We can get average density of molecular classes of brutto formulas in spectrum

spec.get_mol_class()

	class	density
0	unsat_lowOC	0.553290
1	unsat_highOC	0.404771
2	condensed_lowOC	0.000409
3	condensed_highOC	0.000278
4	aromatic_lowOC	0.010322
5	aromatic_highOC	0.000261
6	aliphatics	0.008320
7	lipids	0.003229
8	N-satureted	0.009970
9	undefinded	0.009150

Metrics

We can get any metrics that avarage by weight of intensity.

spec.get_mol_metrics()

	metric	value
0	AI	-0.016670
1	C	24.216486
2	CAI	12.502903
3	CRAM	0.798058
4	C_13	0.231241
5	DBE	12.569666
6	DBE-O	0.742390
7	DBE-OC	0.027562
8	DBE_AI	0.624843
9	H	25.873668
10	H/C	1.057624
11	N	0.117547
12	NOSC	-0.064638
13	O	11.827276
14	O/C	0.489112
15	mass	509.495873

spec.get_mol_metrics(metrics=['AI', 'DBE', 'NOSC', 'H/C', 'O/C'])

	metric	value
0	AI	-0.016670
1	DBE	12.569666
2	H/C	1.057624
3	NOSC	-0.064638
4	O/C	0.489112

We can avarage the same by mean or other function(max, min, std, median)
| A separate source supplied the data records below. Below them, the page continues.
pub use crate::DEFAULT_COORDINATE_PRECISION;

// Network data and loading
pub use crate::geometry::Coordinate;
pub use crate::loading::{BuildReport, EngineConfig, build_network, load_network};
pub use crate::model::{ElevationStats, RoadNetwork, RoadSegment, SnappedNode};

// Costs and routing
pub use crate::cost::{CostModel, TravelMode};
pub use crate::routing::{
    AlternativeSet, AlternativesOutcome, AlternativesRequest, CancelFlag, LabeledRoute, Route,
    RouteLabel, RouteOutcome, RoutePlanner, RouteRequest, UnreachableReason,
    compute_alternatives,
};

// Flood risk
pub use crate::risk::{
    FloodRiskAnalyzer, FloodRiskAssessment, RiskConfig, RiskLevel, WeatherImpact,
    WeatherObservation,
};

pub use crate::{Meters, NodeId, SegmentIdx, Seconds};
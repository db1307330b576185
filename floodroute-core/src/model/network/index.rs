//! R-tree entries, all in the network's local metre projection

use rstar::primitives::{GeomWithData, Line};

use crate::{NodeId, SegmentIdx};

/// Graph node position for snapping queries
pub(crate) type IndexedNode = GeomWithData<[f64; 2], NodeId>;

/// One vertex pair of a flooded segment, for corridor intersection
pub(crate) type FloodPiece = GeomWithData<Line<[f64; 2]>, SegmentIdx>;
//! Routable graph built from road segments

pub mod components;
pub mod graph;
mod index;

pub use components::{GraphNode, RoadEdge, SegmentTouch};
pub use graph::{RoadNetwork, SnappedNode};
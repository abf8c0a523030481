//! Closed-scope events for in-process consumers.
//!
//! Every scope publishes a [`TraceEvent`] when it closes. Consumers
//! subscribe through [`Tracer::subscribe`](crate::Tracer::subscribe);
//! OpenTelemetry exporters receive the same data independently.

use std::collections::BTreeMap;

use chrono::{DateTime, Utc};
use serde::{Deserialize, Serialize};
use tokio::sync::broadcast;

use crate::attribute::AttributeValue;

/// Status of a completed scope.
#[derive(Debug, Clone, Copy, Default, PartialEq, Eq, Serialize, Deserialize)]
#[serde(rename_all = "snake_case")]
pub enum SpanStatus {
    /// Scope completed successfully
    #[default]
    Ok,
    /// Scope completed with a recorded failure
    Error,
}

impl SpanStatus {
    pub fn is_error(self) -> bool {
        matches!(self, Self::Error)
    }
}

/// Snapshot of a scope taken when it closed.
#[derive(Debug, Clone, PartialEq, Serialize, Deserialize)]
pub struct TraceEvent {
    /// The trace ID (128-bit hex string)
    pub trace_id: String,
    /// The span ID (64-bit hex string)
    pub span_id: String,
    /// Parent span ID if this is a child scope
    pub parent_span_id: Option<String>,
    /// Operation name (e.g., "prepare_container")
    pub name: String,
    /// When the scope started
    pub timestamp: DateTime<Utc>,
    /// Duration in milliseconds
    pub duration_ms: Option<f64>,
    /// Recorded attributes, last write per key
    pub attributes: BTreeMap<String, AttributeValue>,
    /// Completion status
    pub status: SpanStatus,
    /// Failure message when `status` is `Error`
    pub status_message: Option<String>,
}

impl TraceEvent {
    /// Look up a recorded attribute.
    pub fn attribute(&self, key: &str) -> Option<&AttributeValue> {
        self.attributes.get(key)
    }
}

/// Fan-out of closed-scope events to any number of receivers.
#[derive(Debug, Clone)]
pub(crate) struct EventBroadcaster {
    tx: broadcast::Sender<TraceEvent>,
}

impl EventBroadcaster {
    pub(crate) fn new(capacity: usize) -> Self {
        let (tx, _) = broadcast::channel(capacity.max(1));
        Self { tx }
    }

    pub(crate) fn subscribe(&self) -> broadcast::Receiver<TraceEvent> {
        self.tx.subscribe()
    }

    /// Best-effort publish; having no receivers is fine.
    pub(crate) fn publish(&self, event: &TraceEvent) {
        if self.tx.receiver_count() > 0 {
            let _ = self.tx.send(event.clone());
        }
    }
}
spec.get_mol_metrics(metrics=['AI', 'DBE', 'NOSC', 'H/C', 'O/C'], func='mean')

	metric	value
0	AI	-0.099484
1	DBE	12.824626
2	H/C	1.088260
3	NOSC	-0.117060
4	O/C	0.462034

Also we can split VanKrevelen diagramm to squares and calculate density in each squares

spec.get_squares_vk(draw=True)

	value	square
0	0.000059	1
1	0.001766	2
2	0.002253	3
3	0.003180	4
4	0.003691	5
5	0.001909	6
6	0.207173	7
7	0.257413	8
8	0.019422	9
9	0.002741	10
10	0.001424	11
11	0.144290	12
12	0.333394	13
13	0.012810	14
14	0.001791	15
15	0.000304	16
16	0.001035	17
17	0.003152	18
18	0.001605	19
19	0.000586	20

png

It may also be useful to calculate the dependence od DBE vs nO. By fit the slope we can determinen state of sample

spec.get_dbe_vs_o(draw=True, olim=(5, 18))

(0.5649594882493085, 6.118940572968191)

png

Using the obtained metrics, it is possible to classify samples by origin or property, train different models.